To clean up the resources created by this recipe, complete the following steps:

  1. Uninstall the helm chart.

    helm uninstall $USER-benchmark-llama-model
  2. Delete the Kubernetes Secret.

    kubectl delete secret hf-secret

Running the recipe on a cluster that does not use the default configuration.

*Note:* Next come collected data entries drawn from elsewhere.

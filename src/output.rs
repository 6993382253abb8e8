// 该文件是 Qingjie （清洁巡检） 项目的一部分。
// src/output.rs - 输出定义
//
// 本文件根据 Apache 许可证第 2.0 版（以下简称“许可证”）授权使用；
// 除非遵守该许可证条款，否则您不得使用本文件。
// 您可通过以下网址获取许可证副本：
// http://www.apache.org/licenses/LICENSE-2.0
// 除非适用法律要求或书面同意，根据本许可协议分发的软件均按“原样”提供，
// 不附带任何形式的明示或暗示的保证或条件。
// 有关许可权限与限制的具体条款，请参阅本许可协议。
//
// Copyright (C) 2026 Johann Li <me@qinka.pro>, Wareless Group

use image::RgbImage;

use crate::model::Prediction;

/// 在图像上绘制检测结果。`labels` 与 `detections` 一一对应。
pub trait Annotate: Send + Sync {
  fn annotate(&self, scene: &mut RgbImage, detections: &[Prediction], labels: &[String]);
}

pub mod draw;
pub use self::draw::{BoxAnnotator, DrawError, LabelAnnotator, Palette};
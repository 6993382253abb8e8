// 该文件是 Qingjie （清洁巡检） 项目的一部分。
// src/render.rs - 结果页面与 JSON 响应
//
// 本文件根据 Apache 许可证第 2.0 版（以下简称“许可证”）授权使用；
// 除非遵守该许可证条款，否则您不得使用本文件。
// 您可通过以下网址获取许可证副本：
// http://www.apache.org/licenses/LICENSE-2.0
// 除非适用法律要求或书面同意，根据本许可协议分发的软件均按“原样”提供，
// 不附带任何形式的明示或暗示的保证或条件。
// 有关许可权限与限制的具体条款，请参阅本许可协议。
//
// Copyright (C) 2026 Johann Li <me@qinka.pro>, Wareless Group

use serde::Serialize;

use crate::{input::Coordinates, model::Prediction, task::Detection};

pub const INDEX_PAGE: &str = r#"<!DOCTYPE html>
<html>
<head>
  <meta charset="utf-8">
  <title>Waste Detection</title>
</head>
<body>
  <h1>Waste Detection</h1>
  <form action="/detect" method="post" enctype="multipart/form-data">
    <input type="file" name="file" accept="image/*">
    <button type="submit">Detect</button>
  </form>
  <h2>Report with location</h2>
  <form action="/detect_url" method="post" enctype="multipart/form-data">
    <input type="file" name="file" accept="image/*">
    <input type="text" name="latitude" placeholder="latitude">
    <input type="text" name="longitude" placeholder="longitude">
    <button type="submit">Report</button>
  </form>
</body>
</html>
"#;

/// `/detect_url` 成功响应
#[derive(Debug, Clone, Serialize)]
pub struct DetectUrlResponse {
  pub ifwaste: u8,
  pub data: Vec<Prediction>,
  pub image: String,
  pub latitude: f64,
  pub longitude: f64,
}

impl DetectUrlResponse {
  pub fn new(detection: Detection, coordinates: Coordinates) -> Self {
    Self {
      ifwaste: u8::from(detection.has_detections()),
      data: detection.result.predictions,
      image: detection.artifact,
      latitude: coordinates.latitude,
      longitude: coordinates.longitude,
    }
  }
}

pub fn result_page(detection: &Detection) -> String {
  let predictions = serde_json::to_string_pretty(&detection.result.predictions)
    .unwrap_or_else(|_| "[]".to_string());
  let rows: String = detection
    .result
    .predictions
    .iter()
    .map(|p| {
      format!(
        "    <tr><td>{}</td><td>{:.2}</td><td>{:.0}, {:.0}, {:.0}x{:.0}</td></tr>\n",
        escape_html(&p.class),
        p.confidence,
        p.x,
        p.y,
        p.width,
        p.height
      )
    })
    .collect();

  format!(
    r#"<!DOCTYPE html>
<html>
<head>
  <meta charset="utf-8">
  <title>Detection Result</title>
</head>
<body>
  <h1>Detection Result</h1>
  <img src="/getImage/{image}" alt="{path}">
  <p>{count} object(s) detected</p>
  <table>
    <tr><th>Class</th><th>Confidence</th><th>Box</th></tr>
{rows}  </table>
  <pre>{predictions}</pre>
  <a href="/">Back</a>
</body>
</html>
"#,
    image = escape_html(&detection.artifact),
    path = escape_html(&detection.relative_path()),
    count = detection.result.len(),
    rows = rows,
    predictions = escape_html(&predictions),
  )
}

pub fn error_page(message: &str) -> String {
  format!(
    r#"<!DOCTYPE html>
<html>
<head>
  <meta charset="utf-8">
  <title>Error</title>
</head>
<body>
  <h1>Error</h1>
  <p>{}</p>
  <a href="/">Back</a>
</body>
</html>
"#,
    escape_html(message)
  )
}

fn escape_html(raw: &str) -> String {
  let mut escaped = String::with_capacity(raw.len());
  for c in raw.chars() {
    match c {
      '&' => escaped.push_str("&amp;"),
      '<' => escaped.push_str("&lt;"),
      '>' => escaped.push_str("&gt;"),
      '"' => escaped.push_str("&quot;"),
      '\'' => escaped.push_str("&#39;"),
      _ => escaped.push(c),
    }
  }
  escaped
}
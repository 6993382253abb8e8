// 该文件是 Qingjie （清洁巡检） 项目的一部分。
// src/artifact/store.rs - 标注图像存储
//
// 本文件根据 Apache 许可证第 2.0 版（以下简称“许可证”）授权使用；
// 除非遵守该许可证条款，否则您不得使用本文件。
// 您可通过以下网址获取许可证副本：
// http://www.apache.org/licenses/LICENSE-2.0
// 除非适用法律要求或书面同意，根据本许可协议分发的软件均按“原样”提供，
// 不附带任何形式的明示或暗示的保证或条件。
// 有关许可权限与限制的具体条款，请参阅本许可协议。
//
// Copyright (C) 2026 Johann Li <me@qinka.pro>, Wareless Group

use std::io::{ErrorKind, Write};
use std::path::{Component, Path, PathBuf};

use image::RgbImage;
use tracing::{debug, info};

use super::{ArtifactError, encode_jpeg};

/// 标注图像在静态目录下的子目录名
pub const ANNOTATED_DIR: &str = "annotated_images";

const STAGING_PREFIX: &str = ".staging_";

/// 标注图像目录。所有读写都限制在 `root` 之内。
#[derive(Debug, Clone)]
pub struct ArtifactStore {
  root: PathBuf,
}

impl ArtifactStore {
  pub fn open(root: impl Into<PathBuf>) -> Result<Self, ArtifactError> {
    let root = root.into();
    std::fs::create_dir_all(&root)?;
    info!("标注图像目录: {}", root.display());
    Ok(Self { root })
  }

  pub fn root(&self) -> &Path {
    &self.root
  }

  pub fn output_name(hash: &str) -> String {
    format!("{}.jpg", hash)
  }

  /// 将名称解析为目录内的路径，拒绝任何可能逃出目录的名称。
  /// 以 `.` 开头的名称是写入中的暂存文件，同样不可见。
  pub fn resolve(&self, name: &str) -> Result<PathBuf, ArtifactError> {
    if name.starts_with('.') || name.contains(['/', '\\']) {
      return Err(ArtifactError::NotFound(name.to_string()));
    }
    let mut components = Path::new(name).components();
    match (components.next(), components.next()) {
      (Some(Component::Normal(_)), None) => Ok(self.root.join(name)),
      _ => Err(ArtifactError::NotFound(name.to_string())),
    }
  }

  /// 编码并保存标注图像。先写入同目录临时文件再原子重命名。
  pub fn persist_image(&self, name: &str, image: &RgbImage) -> Result<PathBuf, ArtifactError> {
    let path = self.resolve(name)?;
    let encoded = encode_jpeg(image)?;

    let mut staging = tempfile::Builder::new()
      .prefix(STAGING_PREFIX)
      .tempfile_in(&self.root)?;
    staging.write_all(&encoded)?;
    staging.flush()?;
    staging
      .persist(&path)
      .map_err(|e| ArtifactError::IoError(e.error))?;

    info!("保存标注图像: {}", path.display());
    Ok(path)
  }

  pub async fn fetch(&self, name: &str) -> Result<(Vec<u8>, &'static str), ArtifactError> {
    let path = self.existing_file(name).await?;
    let bytes = tokio::fs::read(&path)
      .await
      .map_err(|e| not_found_or_io(name, e))?;
    debug!("读取标注图像: {} ({} 字节)", path.display(), bytes.len());
    Ok((bytes, mime_for(name)))
  }

  pub async fn delete(&self, name: &str) -> Result<(), ArtifactError> {
    let path = self.existing_file(name).await?;
    tokio::fs::remove_file(&path)
      .await
      .map_err(|e| not_found_or_io(name, e))?;
    info!("删除标注图像: {}", path.display());
    Ok(())
  }

  async fn existing_file(&self, name: &str) -> Result<PathBuf, ArtifactError> {
    let path = self.resolve(name)?;
    match tokio::fs::metadata(&path).await {
      Ok(meta) if meta.is_file() => Ok(path),
      Ok(_) => Err(ArtifactError::NotFound(name.to_string())),
      Err(e) => Err(not_found_or_io(name, e)),
    }
  }
}

fn not_found_or_io(name: &str, err: std::io::Error) -> ArtifactError {
  if err.kind() == ErrorKind::NotFound {
    ArtifactError::NotFound(name.to_string())
  } else {
    ArtifactError::IoError(err)
  }
}

/// `.jpg`/`.jpeg` 为 JPEG，其余一律按 PNG 返回
pub fn mime_for(name: &str) -> &'static str {
  let extension = Path::new(name)
    .extension()
    .map(|ext| ext.to_string_lossy().to_ascii_lowercase());
  match extension.as_deref() {
    Some("jpg") | Some("jpeg") => "image/jpeg",
    _ => "image/png",
  }
}
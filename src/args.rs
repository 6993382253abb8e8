// 该文件是 Qingjie （清洁巡检） 项目的一部分。
// src/args.rs - 项目参数配置
//
// 本文件根据 Apache 许可证第 2.0 版（以下简称“许可证”）授权使用；
// 除非遵守该许可证条款，否则您不得使用本文件。
// 您可通过以下网址获取许可证副本：
// http://www.apache.org/licenses/LICENSE-2.0
// 除非适用法律要求或书面同意，根据本许可协议分发的软件均按“原样”提供，
// 不附带任何形式的明示或暗示的保证或条件。
// 有关许可权限与限制的具体条款，请参阅本许可协议。
//
// Copyright (C) 2026 Johann Li <me@qinka.pro>, Wareless Group

use std::net::SocketAddr;
use std::path::PathBuf;
use std::sync::Arc;
use std::time::Duration;

use anyhow::{Context, Result};
use clap::Parser;
use url::Url;

use crate::{
  FromUrl,
  artifact::{ANNOTATED_DIR, ArtifactStore},
  model::{DEFAULT_DETECT_ENDPOINT, RoboflowBuilder},
  naming::{HashNamer, NamingStrategy},
  output::{BoxAnnotator, LabelAnnotator},
  server::DEFAULT_MAX_UPLOAD_BYTES,
  task::DetectTask,
  telemetry::{DisabledTelemetry, HttpTelemetry, TelemetrySink},
};

/// 检测模型与标注相关参数
#[derive(clap::Args, Debug, Clone)]
pub struct ModelArgs {
  /// 检测模型地址，形如 roboflow://<项目>/<版本>
  #[arg(
    long,
    env = "QINGJIE_MODEL",
    default_value = "roboflow://fake-dog-poop/1",
    value_name = "MODEL"
  )]
  pub model: Url,

  /// 托管推理服务的 API Key
  #[arg(long, env = "API_KEY", hide_env_values = true, value_name = "KEY")]
  pub api_key: String,

  /// 托管推理服务地址
  #[arg(
    long,
    env = "QINGJIE_DETECT_ENDPOINT",
    default_value = DEFAULT_DETECT_ENDPOINT,
    value_name = "URL"
  )]
  pub detect_endpoint: String,

  /// 检测服务超时（秒）
  #[arg(long, env = "QINGJIE_PROVIDER_TIMEOUT", default_value = "30", value_name = "SECS")]
  pub provider_timeout_secs: u64,

  /// 标签字体文件（TTF/OTF），不指定时尝试系统字体
  #[arg(long, env = "QINGJIE_FONT", value_name = "FILE")]
  pub font: Option<PathBuf>,

  /// 产物命名策略
  #[arg(
    long,
    env = "QINGJIE_NAMING",
    value_enum,
    default_value_t = NamingStrategy::ContentDigest
  )]
  pub naming: NamingStrategy,
}

impl ModelArgs {
  /// 按参数组装检测任务，`work_dir` 存放临时文件
  pub fn build_task(&self, store: ArtifactStore, work_dir: PathBuf) -> Result<DetectTask> {
    let model = RoboflowBuilder::from_url(&self.model)
      .with_context(|| format!("无法解析模型地址: {}", self.model))?
      .api_key(self.api_key.clone())
      .endpoint(self.detect_endpoint.clone())
      .build()
      .context("无法创建检测模型客户端")?;

    let label_annotator =
      LabelAnnotator::discover(self.font.as_deref()).context("无法加载标签字体")?;

    let task = DetectTask::builder(Arc::new(model), store)
      .box_annotator(Arc::new(BoxAnnotator::default()))
      .label_annotator(Arc::new(label_annotator))
      .work_dir(work_dir)
      .namer(HashNamer::new(self.naming))
      .timeout(Duration::from_secs(self.provider_timeout_secs))
      .build()
      .context("无法创建临时文件目录")?;
    Ok(task)
  }
}

/// Qingjie 服务参数配置
#[derive(Parser, Debug)]
#[command(author, version, about, long_about = None)]
pub struct ServerArgs {
  /// 监听地址
  #[arg(long, env = "QINGJIE_BIND", default_value = "127.0.0.1:5000", value_name = "ADDR")]
  pub bind: SocketAddr,

  /// 静态目录，临时文件放在此处，标注图像放在其下的 annotated_images
  #[arg(long, env = "QINGJIE_STATIC_DIR", default_value = "static", value_name = "DIR")]
  pub static_dir: PathBuf,

  /// 位置事件上报地址，不指定则不上报
  #[arg(long, env = "QINGJIE_TELEMETRY_URL", value_name = "URL")]
  pub telemetry_url: Option<Url>,

  /// 位置事件上报超时（秒）
  #[arg(long, env = "QINGJIE_TELEMETRY_TIMEOUT", default_value = "5", value_name = "SECS")]
  pub telemetry_timeout_secs: u64,

  /// 上传大小上限（字节）
  #[arg(
    long,
    env = "QINGJIE_MAX_UPLOAD",
    default_value_t = DEFAULT_MAX_UPLOAD_BYTES,
    value_name = "BYTES"
  )]
  pub max_upload_bytes: usize,

  #[command(flatten)]
  pub model: ModelArgs,
}

impl ServerArgs {
  pub fn annotated_dir(&self) -> PathBuf {
    self.static_dir.join(ANNOTATED_DIR)
  }

  pub fn build_telemetry(&self) -> Result<Arc<dyn TelemetrySink>> {
    match &self.telemetry_url {
      Some(url) => {
        let sink = HttpTelemetry::new(
          url.clone(),
          Duration::from_secs(self.telemetry_timeout_secs),
        )
        .context("无法创建位置事件上报客户端")?;
        Ok(Arc::new(sink))
      }
      None => Ok(Arc::new(DisabledTelemetry)),
    }
  }
}
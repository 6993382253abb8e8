// 该文件是 Qingjie （清洁巡检） 项目的一部分。
// src/artifact.rs - 图像产物管理
//
// 本文件根据 Apache 许可证第 2.0 版（以下简称“许可证”）授权使用；
// 除非遵守该许可证条款，否则您不得使用本文件。
// 您可通过以下网址获取许可证副本：
// http://www.apache.org/licenses/LICENSE-2.0
// 除非适用法律要求或书面同意，根据本许可协议分发的软件均按“原样”提供，
// 不附带任何形式的明示或暗示的保证或条件。
// 有关许可权限与限制的具体条款，请参阅本许可协议。
//
// Copyright (C) 2026 Johann Li <me@qinka.pro>, Wareless Group

use image::{RgbImage, codecs::jpeg::JpegEncoder};
use thiserror::Error;

mod store;
mod temp;

pub use self::store::{ANNOTATED_DIR, ArtifactStore, mime_for};
pub use self::temp::{TEMP_PREFIX, TempArtifact};

const JPEG_QUALITY: u8 = 95;

#[derive(Error, Debug)]
pub enum ArtifactError {
  #[error("I/O 错误: {0}")]
  IoError(#[from] std::io::Error),
  #[error("图像编码错误: {0}")]
  ImageError(#[from] image::ImageError),
  #[error("产物不存在: {0}")]
  NotFound(String),
}

/// 将 RGB 图像编码为 JPEG 字节
pub fn encode_jpeg(image: &RgbImage) -> Result<Vec<u8>, ArtifactError> {
  let mut buffer = Vec::new();
  JpegEncoder::new_with_quality(&mut buffer, JPEG_QUALITY).encode_image(image)?;
  Ok(buffer)
}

If you created your cluster using the GKE environment setup guide, it is configured with default settings that include the names for networks and subnetworks used for communication between:

  • The host to external services.
  • GPU-to GPU communication.

For clusters with this default configuration, the Helm chart can automatically generate the required networking annotations in a Pod's metadata. Therefore, you can use the streamlined command to install the chart, as described in the the Single A3 Ultra Node Benchmarking using FP8 Quantization section.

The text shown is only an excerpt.